:: Data records ::

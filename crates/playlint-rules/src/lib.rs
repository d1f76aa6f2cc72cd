//! # playlint-rules
//!
//! Built-in lint rules for playlint.
//!
//! ## Available Rules
//!
//! | Id | Alias | Profile | Fixable | Description |
//! |----|-------|---------|---------|-------------|
//! | `name-missing` | 502 | basic | no | Tasks and handlers must be named |
//! | `yaml` | 201 | basic | yes | Trailing spaces, truthy values, line length |
//! | `eof-newline` | | basic | yes | Exactly one newline at the end of a document |
//! | `jinja` | | basic | yes | Spacing inside template expressions |
//! | `name-casing` | | moderate | yes | Names start with an uppercase letter |
//! | `no-changed-when` | 301 | shared | no | Command tasks declare when they change |
//! | `fqcn` | | production | yes | Builtin actions use `ansible.builtin.` |
//!
//! ## Usage
//!
//! ```ignore
//! use playlint_core::{Analyzer, Config};
//! use playlint_rules::{rule_set, PROFILES};
//!
//! let config = Config::default();
//! let analyzer = Analyzer::builder()
//!     .root("./playbooks")
//!     .rule_set(rule_set(&config)?)
//!     .profiles(PROFILES.iter().copied())
//!     .config(config)
//!     .build()?;
//! ```

#![forbid(unsafe_code)]
#![warn(missing_docs)]

mod eof_newline;
mod fqcn;
mod jinja;
mod name_casing;
mod name_missing;
mod no_changed_when;
mod profiles;
mod yaml;

#[cfg(test)]
mod testing;

pub use eof_newline::EofNewline;
pub use fqcn::Fqcn;
pub use jinja::Jinja;
pub use name_casing::NameCasing;
pub use name_missing::NameMissing;
pub use no_changed_when::NoChangedWhen;
pub use profiles::{all_rules, rule_set, PROFILES};
pub use yaml::{Yaml, DEFAULT_MAX_LINE_LENGTH};

/// Re-export core types for convenience.
pub use playlint_core::{Matcher, Rule, RuleSet, Severity};
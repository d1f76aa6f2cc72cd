//! Document loading and inclusion resolution.
//!
//! Every document is read and parsed once per run. Resolution splices a
//! fresh copy of each referenced document's tree under the node that
//! references it: `include_tasks`/`import_tasks`, `include_role`/
//! `import_role`, `import_playbook` and play `roles:` entries.

use dashmap::DashMap;
use std::collections::{BTreeSet, HashMap};
use std::path::{Path, PathBuf};
use std::sync::atomic::{AtomicU32, Ordering};
use std::sync::{Arc, OnceLock};

use crate::document::{DocumentId, DocumentRegistry, SourceDocument};
use crate::ids;
use crate::node::{Forest, NewNode, Node, NodeId, NodeKind, Section};
use crate::template::is_templated;
use crate::types::{MatchCandidate, Severity};

/// Errors loading a root document.
#[derive(Debug, thiserror::Error)]
pub enum LoadError {
    /// The document could not be read.
    #[error("Failed to read {path}: {message}")]
    Read {
        /// Path that failed.
        path: PathBuf,
        /// Underlying error message.
        message: String,
    },
}

/// A root document with everything it includes spliced in.
#[derive(Debug)]
pub struct Resolution {
    /// Root document.
    pub root: Arc<SourceDocument>,
    /// Resolved tree with one root.
    pub forest: Forest,
    /// Every document the tree draws nodes from, the root included.
    pub reached: BTreeSet<DocumentId>,
    /// `load-failure` candidates for missing or cyclic references.
    pub failures: Vec<MatchCandidate>,
}

type Slot = Arc<OnceLock<Result<Arc<SourceDocument>, String>>>;

/// Loads documents on demand and resolves inclusions.
///
/// Safe to share between threads; a document requested concurrently is
/// still read only once.
#[derive(Debug)]
pub struct Loader {
    root: PathBuf,
    roles_path: Vec<PathBuf>,
    cache: DashMap<PathBuf, Slot>,
    next_id: AtomicU32,
    overlay: HashMap<PathBuf, String>,
}

const TASK_INCLUDES: &[&str] = &[
    "include_tasks",
    "import_tasks",
    "include",
    "ansible.builtin.include_tasks",
    "ansible.builtin.import_tasks",
    "ansible.builtin.include",
    "ansible.legacy.include_tasks",
    "ansible.legacy.import_tasks",
];

const ROLE_INCLUDES: &[&str] = &[
    "include_role",
    "import_role",
    "ansible.builtin.include_role",
    "ansible.builtin.import_role",
    "ansible.legacy.include_role",
    "ansible.legacy.import_role",
];

const PLAYBOOK_IMPORTS: &[&str] = &["import_playbook", "ansible.builtin.import_playbook"];

impl Loader {
    /// Creates a loader for the project at `root`. `roles_path` entries are
    /// searched for roles after the conventional locations.
    #[must_use]
    pub fn new(root: &Path, roles_path: &[PathBuf]) -> Self {
        let root = canonical(root);
        let roles_path = roles_path
            .iter()
            .map(|p| if p.is_absolute() { p.clone() } else { root.join(p) })
            .collect();
        Self {
            root,
            roles_path,
            cache: DashMap::new(),
            next_id: AtomicU32::new(0),
            overlay: HashMap::new(),
        }
    }

    /// Serves the given texts instead of the files on disk. Keys are
    /// canonical paths.
    #[must_use]
    pub fn with_overlay(mut self, overlay: HashMap<PathBuf, String>) -> Self {
        self.overlay = overlay;
        self
    }

    /// Project root.
    #[must_use]
    pub fn root(&self) -> &Path {
        &self.root
    }

    /// Loads a document, reading it on first request.
    ///
    /// # Errors
    ///
    /// Returns an error if the file cannot be read.
    pub fn load(&self, path: &Path) -> Result<Arc<SourceDocument>, LoadError> {
        let key = canonical(path);
        // Clone the slot out so the map shard is not held while parsing.
        let slot = Arc::clone(self.cache.entry(key.clone()).or_default().value());
        slot.get_or_init(|| self.read(&key))
            .clone()
            .map_err(|message| LoadError::Read {
                path: key.clone(),
                message,
            })
    }

    fn read(&self, path: &Path) -> Result<Arc<SourceDocument>, String> {
        let text = match self.overlay.get(path) {
            Some(text) => Ok(text.clone()),
            None => {
                let bytes = std::fs::read(path).map_err(|e| e.to_string())?;
                String::from_utf8(bytes)
            }
        };
        let id = DocumentId(self.next_id.fetch_add(1, Ordering::Relaxed));
        let relative = path
            .strip_prefix(&self.root)
            .map_or_else(|_| path.to_path_buf(), Path::to_path_buf);
        tracing::debug!(file = %relative.display(), id = id.0, "loaded document");
        let document = match text {
            Ok(text) => SourceDocument::parse(id, path.to_path_buf(), relative, text),
            Err(err) => {
                tracing::warn!(file = %relative.display(), "document is not valid UTF-8");
                SourceDocument::undecodable(id, path.to_path_buf(), relative, err.as_bytes())
            }
        };
        Ok(Arc::new(document))
    }

    /// Snapshot of every document loaded so far.
    #[must_use]
    pub fn registry(&self) -> DocumentRegistry {
        let mut registry = DocumentRegistry::new();
        for slot in &self.cache {
            if let Some(Ok(doc)) = slot.value().get() {
                registry.insert(Arc::clone(doc));
            }
        }
        registry
    }

    /// Loads `path` and splices in everything it references.
    ///
    /// Missing references and cycles become `load-failure` candidates; the
    /// rest of the tree is still built.
    ///
    /// # Errors
    ///
    /// Returns an error only if the root document cannot be read.
    pub fn resolve(&self, path: &Path) -> Result<Resolution, LoadError> {
        let root = self.load(path)?;
        let mut walk = Walk {
            loader: self,
            forest: Forest::new(),
            reached: BTreeSet::new(),
            failures: Vec::new(),
            chain: vec![root.path().to_path_buf()],
        };
        walk.reached.insert(root.id());
        walk.splice(&root, None, false, None);
        Ok(Resolution {
            root,
            forest: walk.forest,
            reached: walk.reached,
            failures: walk.failures,
        })
    }

    fn find_role(&self, name: &str, from: &Path) -> Option<PathBuf> {
        let doc_dir = from.parent().unwrap_or(&self.root);
        let mut candidates = vec![doc_dir.join("roles").join(name), doc_dir.join(name)];
        // Role tasks referencing sibling roles: roles/a/tasks/main.yml -> roles/b
        if let Some(roles_dir) = doc_dir.parent().and_then(Path::parent) {
            if roles_dir.starts_with(&self.root) {
                candidates.push(roles_dir.join(name));
            }
        }
        candidates.push(self.root.join("roles").join(name));
        candidates.extend(self.roles_path.iter().map(|p| p.join(name)));
        candidates.into_iter().find(|p| p.join("tasks").is_dir() || p.join("handlers").is_dir())
    }
}

/// State of one resolution.
struct Walk<'a> {
    loader: &'a Loader,
    forest: Forest,
    reached: BTreeSet<DocumentId>,
    failures: Vec<MatchCandidate>,
    /// Canonical paths on the current inclusion chain.
    chain: Vec<PathBuf>,
}

impl Walk<'_> {
    /// Copies `document`'s tree under `parent`. Without a parent the
    /// document root itself becomes the forest root.
    fn splice(
        &mut self,
        document: &SourceDocument,
        parent: Option<NodeId>,
        handlers: bool,
        section: Option<Section>,
    ) {
        let Some(template) = document.tree() else {
            return;
        };
        for &root in template.roots() {
            match parent {
                None => {
                    self.copy(document, template, root, None, handlers, None);
                }
                Some(parent) => {
                    for &child in &template.node(root).children {
                        self.copy(document, template, child, Some(parent), handlers, section);
                    }
                }
            }
        }
    }

    fn copy(
        &mut self,
        document: &SourceDocument,
        template: &Forest,
        id: NodeId,
        parent: Option<NodeId>,
        handlers: bool,
        section: Option<Section>,
    ) {
        let source = template.node(id);
        let handlers = match source.section {
            Some(Section::Handlers) => true,
            Some(Section::PreTasks | Section::Tasks | Section::PostTasks) => false,
            _ => handlers,
        };
        let kind = match source.kind {
            NodeKind::Task if handlers => NodeKind::Handler,
            other => other,
        };
        let new_id = self.forest.push(
            NewNode {
                kind,
                section: section.or(source.section),
                attributes: source.attributes.clone(),
                span: source.span.clone(),
                path: source.path.clone(),
            },
            parent,
        );
        for &child in &source.children {
            self.copy(document, template, child, Some(new_id), handlers, None);
        }
        self.follow(document, source, new_id, handlers);
    }

    /// Resolves the reference a node makes, if any.
    fn follow(&mut self, document: &SourceDocument, node: &Node, id: NodeId, handlers: bool) {
        match node.kind {
            NodeKind::Play => {
                let target = PLAYBOOK_IMPORTS
                    .iter()
                    .find_map(|key| node.attr(key))
                    .and_then(|a| a.as_str());
                if let Some(target) = target {
                    self.include_file(document, node, id, target, false, Section::Included);
                }
            }
            NodeKind::RoleReference => {
                let name = node
                    .attr("role")
                    .or_else(|| node.attr("name"))
                    .and_then(|a| a.as_str());
                if let Some(name) = name {
                    self.include_role(document, node, id, name, None);
                }
            }
            NodeKind::Task | NodeKind::Handler => {
                let Some((key, attr)) = node.action_entry() else {
                    return;
                };
                if TASK_INCLUDES.contains(&key) {
                    let target = match &attr.value {
                        serde_yaml::Value::String(s) => Some(s.as_str()),
                        serde_yaml::Value::Mapping(m) => m.get("file").and_then(|v| v.as_str()),
                        _ => None,
                    };
                    if let Some(target) = target {
                        self.include_file(document, node, id, target, handlers, Section::Included);
                    }
                } else if ROLE_INCLUDES.contains(&key) {
                    let name = attr.value.get("name").and_then(|v| v.as_str());
                    let tasks_from = attr.value.get("tasks_from").and_then(|v| v.as_str());
                    if let Some(name) = name {
                        self.include_role(document, node, id, name, tasks_from);
                    }
                }
            }
            NodeKind::DocumentRoot | NodeKind::Block => {}
        }
    }

    fn include_file(
        &mut self,
        document: &SourceDocument,
        node: &Node,
        parent: NodeId,
        target: &str,
        handlers: bool,
        section: Section,
    ) {
        if is_templated(target) {
            tracing::debug!(target, "skipping templated include");
            return;
        }
        let doc_dir = document.path().parent().unwrap_or(self.loader.root());
        let found = [doc_dir.join(target), self.loader.root().join(target)]
            .into_iter()
            .find(|p| p.is_file());
        let Some(path) = found else {
            self.fail(document, node, "missing", format!("included file '{target}' not found"));
            return;
        };
        self.enter(document, node, parent, &path, handlers, section);
    }

    fn include_role(
        &mut self,
        document: &SourceDocument,
        node: &Node,
        parent: NodeId,
        name: &str,
        tasks_from: Option<&str>,
    ) {
        if is_templated(name) {
            tracing::debug!(role = name, "skipping templated role");
            return;
        }
        let Some(role_dir) = self.loader.find_role(name, document.path()) else {
            if name.contains('.') {
                // Collection roles live outside the project.
                tracing::debug!(role = name, "skipping unresolved collection role");
            } else {
                self.fail(document, node, "missing", format!("role '{name}' not found"));
            }
            return;
        };

        let tasks = tasks_from.unwrap_or("main");
        if let Some(path) = main_file(&role_dir.join("tasks"), tasks) {
            self.enter(document, node, parent, &path, false, Section::Tasks);
        } else if tasks_from.is_some() {
            self.fail(
                document,
                node,
                "missing",
                format!("tasks file '{tasks}' of role '{name}' not found"),
            );
        }
        if let Some(path) = main_file(&role_dir.join("handlers"), "main") {
            self.enter(document, node, parent, &path, true, Section::Handlers);
        }
    }

    fn enter(
        &mut self,
        document: &SourceDocument,
        node: &Node,
        parent: NodeId,
        path: &Path,
        handlers: bool,
        section: Section,
    ) {
        let canonical = canonical(path);
        if self.chain.contains(&canonical) {
            let relative = canonical
                .strip_prefix(self.loader.root())
                .unwrap_or(&canonical)
                .display()
                .to_string();
            self.fail(document, node, "cycle", format!("cyclic inclusion of '{relative}'"));
            return;
        }
        let included = match self.loader.load(&canonical) {
            Ok(doc) => doc,
            Err(err) => {
                self.fail(document, node, "missing", err.to_string());
                return;
            }
        };
        self.reached.insert(included.id());
        self.chain.push(canonical);
        self.splice(&included, Some(parent), handlers, Some(section));
        self.chain.pop();
    }

    fn fail(&mut self, document: &SourceDocument, node: &Node, sub_tag: &str, message: String) {
        let line_end = document.line_range(node.span.start.line).end;
        let start = node.span.range.start;
        self.failures.push(MatchCandidate {
            rule_id: ids::LOAD_FAILURE.to_string(),
            sub_tag: Some(sub_tag.to_string()),
            message,
            location: document.location(start..line_end.max(start)),
            document: Some(document.id()),
            node: Some(node.path.clone()),
            severity: Severity::Error,
            fix: None,
        });
    }
}

fn main_file(dir: &Path, stem: &str) -> Option<PathBuf> {
    let direct = dir.join(stem);
    if direct.extension().is_some() && direct.is_file() {
        return Some(direct);
    }
    ["yml", "yaml"]
        .iter()
        .map(|ext| dir.join(format!("{stem}.{ext}")))
        .find(|p| p.is_file())
}

fn canonical(path: &Path) -> PathBuf {
    std::fs::canonicalize(path).unwrap_or_else(|_| path.to_path_buf())
}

:: Task brief ::
For each line above that holds the string "failures", provide a copy of that line.

:: Answer box ::
    pub failures: Vec<MatchCandidate>,
            failures: Vec::new(),
            failures: walk.failures,
    failures: Vec<MatchCandidate>,
        self.failures.push(MatchCandidate {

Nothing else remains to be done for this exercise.